電腦視覺度量 從特徵描述到深度學習
內容描述
《電腦視覺度量 從特徵描述到深度學習》全面介紹了電腦視覺中被廣泛使用的各種方法,包括局部特徵描述子、區域描述子、全局特徵描述子以及評價這些內容的度量方法和分類方法,並用將近一半的篇幅重點介紹了基於深度學習的特徵學習方法,以及FNN、RNN和BFN三類深度學習架構的特點。《電腦視覺度量 從特徵描述到深度學習》內容豐富、前沿,強調理論分析,旨在探討各種電腦視覺研究方法背後的技術和原理,同時也探討了深度學習與神經科學之間的關系,展望了未來深度神經網絡的發展方向。

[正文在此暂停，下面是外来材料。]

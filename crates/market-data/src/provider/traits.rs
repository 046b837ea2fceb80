//! Quote provider trait definition.

use async_trait::async_trait;
use rust_decimal::Decimal;

use crate::errors::MarketDataError;
use crate::models::QuoteSample;

use super::capabilities::ProviderCapabilities;

/// Trait for market data providers.
///
/// Each implementation owns its endpoint construction, response parsing and
/// error classification. Every failure comes back as a typed
/// [`MarketDataError`]; nothing an upstream API does should make an adapter
/// panic.
///
/// # Example
///
/// ```ignore
/// use async_trait::async_trait;
/// use marketsync_market_data::provider::{ProviderCapabilities, QuoteProvider};
///
/// struct MyProvider;
///
/// #[async_trait]
/// impl QuoteProvider for MyProvider {
///     fn id(&self) -> &'static str {
///         "MY_PROVIDER"
///     }
///
///     fn capabilities(&self) -> ProviderCapabilities {
///         ProviderCapabilities {
///             quota_constrained: false,
///             includes_weekly_change: true,
///         }
///     }
///
///     async fn fetch_quote(&self, symbol: &str) -> Result<QuoteSample, MarketDataError> {
///         // ...
///     }
/// }
/// ```
#[async_trait]
pub trait QuoteProvider: Send + Sync {
    /// Unique identifier for this provider, e.g. "ALPHA_VANTAGE".
    /// Used for logging and as the `source` of produced samples.
    fn id(&self) -> &'static str;

    /// Describes how the orchestrator should drive this provider.
    fn capabilities(&self) -> ProviderCapabilities;

    /// Fetch the latest snapshot for a provider-specific symbol or id.
    async fn fetch_quote(&self, symbol: &str) -> Result<QuoteSample, MarketDataError>;

    /// Derive the week-over-week percentage change for a symbol.
    ///
    /// Only providers whose snapshot lacks the weekly change implement this.
    /// The default reports `NoData`.
    async fn fetch_weekly_change(&self, symbol: &str) -> Result<Decimal, MarketDataError> {
        Err(MarketDataError::NoData {
            provider: self.id().to_string(),
            symbol: symbol.to_string(),
        })
    }
}
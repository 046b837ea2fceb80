use chrono::{DateTime, Utc};
use rust_decimal::Decimal;
use serde::{Deserialize, Serialize};

/// One provider's snapshot of a single instrument, as parsed from one API call.
///
/// Samples are never stored on their own: the orchestrator folds each one into
/// the matching instrument record and drops it. Every field except `price`
/// is optional so that a metric the provider could not supply (or that could
/// not be derived) leaves the stored value alone.
#[derive(Clone, Debug, PartialEq, Serialize, Deserialize)]
pub struct QuoteSample {
    /// When the sample was taken.
    pub timestamp: DateTime<Utc>,

    /// Current/last traded price (required)
    pub price: Decimal,

    /// Prior-day close used to derive the daily change, when the provider reports it
    #[serde(skip_serializing_if = "Option::is_none")]
    pub previous_close: Option<Decimal>,

    /// Percentage change over one day, already on a 0-100 scale
    #[serde(skip_serializing_if = "Option::is_none")]
    pub daily_change_pct: Option<Decimal>,

    /// Percentage change over seven days, already on a 0-100 scale
    #[serde(skip_serializing_if = "Option::is_none")]
    pub weekly_change_pct: Option<Decimal>,

    /// Session high
    #[serde(skip_serializing_if = "Option::is_none")]
    pub high: Option<Decimal>,

    /// Session low
    #[serde(skip_serializing_if = "Option::is_none")]
    pub low: Option<Decimal>,

    /// Traded volume
    #[serde(skip_serializing_if = "Option::is_none")]
    pub volume: Option<Decimal>,

    /// Provider that produced the sample (ALPHA_VANTAGE, COINGECKO, ...)
    pub source: String,
}

impl QuoteSample {
    /// Create a sample with only the required fields set.
    pub fn new(timestamp: DateTime<Utc>, price: Decimal, source: impl Into<String>) -> Self {
        Self {
            timestamp,
            price,
            previous_close: None,
            daily_change_pct: None,
            weekly_change_pct: None,
            high: None,
            low: None,
            volume: None,
            source: source.into(),
        }
    }

    /// Attach the session range and volume.
    pub fn with_range(
        mut self,
        high: Option<Decimal>,
        low: Option<Decimal>,
        volume: Option<Decimal>,
    ) -> Self {
        self.high = high;
        self.low = low;
        self.volume = volume;
        self
    }
}

#[cfg(test)]
mod tests {
    use super::*;
    use rust_decimal_macros::dec;

    #[test]
    fn test_sample_new() {
        let sample = QuoteSample::new(Utc::now(), dec!(150.25), "ALPHA_VANTAGE");
        assert_eq!(sample.price, dec!(150.25));
        assert_eq!(sample.source, "ALPHA_VANTAGE");
        assert!(sample.daily_change_pct.is_none());
        assert!(sample.weekly_change_pct.is_none());
    }

    #[test]
    fn test_sample_with_range() {
        let sample = QuoteSample::new(Utc::now(), dec!(150.25), "ALPHA_VANTAGE").with_range(
            Some(dec!(152.00)),
            Some(dec!(147.50)),
            Some(dec!(1000000)),
        );
        assert_eq!(sample.high, Some(dec!(152.00)));
        assert_eq!(sample.low, Some(dec!(147.50)));
        assert_eq!(sample.volume, Some(dec!(1000000)));
    }

    #[test]
    fn test_sample_serialization_skips_missing_metrics() {
        let sample = QuoteSample::new(Utc::now(), dec!(1), "COINGECKO");
        let json = serde_json::to_value(&sample).unwrap();
        assert!(json.get("weekly_change_pct").is_none());
        assert!(json.get("price").is_some());
    }
}
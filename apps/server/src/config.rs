use std::time::Duration;

use anyhow::bail;
use marketsync_core::refresh::RefreshConfig;
use tracing::warn;

const DEFAULT_DB_PATH: &str = "./db/marketsync.db";

pub struct Config {
    pub api_key: String,
    pub db_path: String,
    pub refresh: RefreshConfig,
}

impl Config {
    /// Read settings from the process environment.
    ///
    /// `.env` is expected to be loaded by the caller.
    pub fn from_env() -> anyhow::Result<Self> {
        Self::from_lookup(|key| std::env::var(key).ok())
    }

    fn from_lookup(lookup: impl Fn(&str) -> Option<String>) -> anyhow::Result<Self> {
        let api_key = lookup("MS_ALPHA_VANTAGE_API_KEY")
            .map(|k| k.trim().to_string())
            .unwrap_or_default();
        if api_key.is_empty() {
            bail!("MS_ALPHA_VANTAGE_API_KEY must be set");
        }

        let db_path = lookup("MS_DB_PATH").unwrap_or_else(|| DEFAULT_DB_PATH.into());

        let defaults = RefreshConfig::default();
        let millis = |key: &str, default: Duration| -> Duration {
            match lookup(key) {
                None => default,
                Some(raw) => match raw.trim().parse::<u64>() {
                    Ok(ms) => Duration::from_millis(ms),
                    Err(_) => {
                        warn!(
                            "Invalid {}={:?}, using default of {} ms",
                            key,
                            raw,
                            default.as_millis()
                        );
                        default
                    }
                },
            }
        };

        let quota = match lookup("MS_QUOTA") {
            None => defaults.quota,
            Some(raw) => raw.trim().parse::<u32>().unwrap_or_else(|_| {
                warn!("Invalid MS_QUOTA={:?}, using default of {}", raw, defaults.quota);
                defaults.quota
            }),
        };

        let refresh = RefreshConfig {
            quota,
            quota_window: millis("MS_QUOTA_WINDOW_MS", defaults.quota_window),
            equity_call_delay: millis("MS_RATE_LIMIT_MS", defaults.equity_call_delay),
            crypto_call_delay: millis("MS_CRYPTO_DELAY_MS", defaults.crypto_call_delay),
            refresh_interval: millis("MS_REFRESH_INTERVAL_MS", defaults.refresh_interval),
            initial_delay: millis("MS_INITIAL_DELAY_MS", defaults.initial_delay),
            http_timeout: millis("MS_HTTP_TIMEOUT_MS", defaults.http_timeout),
        };

        Ok(Self {
            api_key,
            db_path,
            refresh,
        })
    }
}

#[cfg(test)]
mod tests {
    use super::*;
    use std::collections::HashMap;

    fn config_from(pairs: &[(&str, &str)]) -> anyhow::Result<Config> {
        let env: HashMap<String, String> = pairs
            .iter()
            .map(|(k, v)| (k.to_string(), v.to_string()))
            .collect();
        Config::from_lookup(|key| env.get(key).cloned())
    }

    #[test]
    fn test_defaults_with_only_api_key() {
        let config = config_from(&[("MS_ALPHA_VANTAGE_API_KEY", "demo")]).unwrap();
        assert_eq!(config.api_key, "demo");
        assert_eq!(config.db_path, DEFAULT_DB_PATH);
        assert_eq!(config.refresh, RefreshConfig::default());
    }

    #[test]
    fn test_missing_api_key_is_an_error() {
        assert!(config_from(&[]).is_err());
        assert!(config_from(&[("MS_ALPHA_VANTAGE_API_KEY", "  ")]).is_err());
    }

    #[test]
    fn test_overrides() {
        let config = config_from(&[
            ("MS_ALPHA_VANTAGE_API_KEY", "key"),
            ("MS_DB_PATH", "/tmp/ms.db"),
            ("MS_QUOTA", "75"),
            ("MS_QUOTA_WINDOW_MS", "30000"),
            ("MS_RATE_LIMIT_MS", "800"),
            ("MS_CRYPTO_DELAY_MS", "2000"),
            ("MS_REFRESH_INTERVAL_MS", "60000"),
            ("MS_INITIAL_DELAY_MS", "0"),
            ("MS_HTTP_TIMEOUT_MS", "5000"),
        ])
        .unwrap();

        assert_eq!(config.db_path, "/tmp/ms.db");
        assert_eq!(config.refresh.quota, 75);
        assert_eq!(config.refresh.quota_window, Duration::from_secs(30));
        assert_eq!(config.refresh.equity_call_delay, Duration::from_millis(800));
        assert_eq!(config.refresh.crypto_call_delay, Duration::from_secs(2));
        assert_eq!(config.refresh.refresh_interval, Duration::from_secs(60));
        assert_eq!(config.refresh.initial_delay, Duration::ZERO);
        assert_eq!(config.refresh.http_timeout, Duration::from_secs(5));
    }

    #[test]
    fn test_invalid_numbers_fall_back_to_defaults() {
        let config = config_from(&[
            ("MS_ALPHA_VANTAGE_API_KEY", "key"),
            ("MS_QUOTA", "five"),
            ("MS_REFRESH_INTERVAL_MS", "-1"),
        ])
        .unwrap();

        assert_eq!(config.refresh.quota, 5);
        assert_eq!(config.refresh.refresh_interval, Duration::from_secs(300));
    }
}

《電腦視覺度量 從特徵描述到深度學習》用專門一章講解了電腦視覺流程和算法的優化,通過汽車識別、人臉檢測、圖像分類和增強現實等實例具體探討了硬件優化和軟件優化的方法。《電腦視覺度量 從特徵描述到深度學習》每章末尾都配有相應的思考題,附錄給出了許多有效的實踐資源和一些有用的分析,同時提供了源代碼,既適合高校電腦視覺課程的教學,也適合從事電腦視覺的研究人員和工程技術人員參考使用。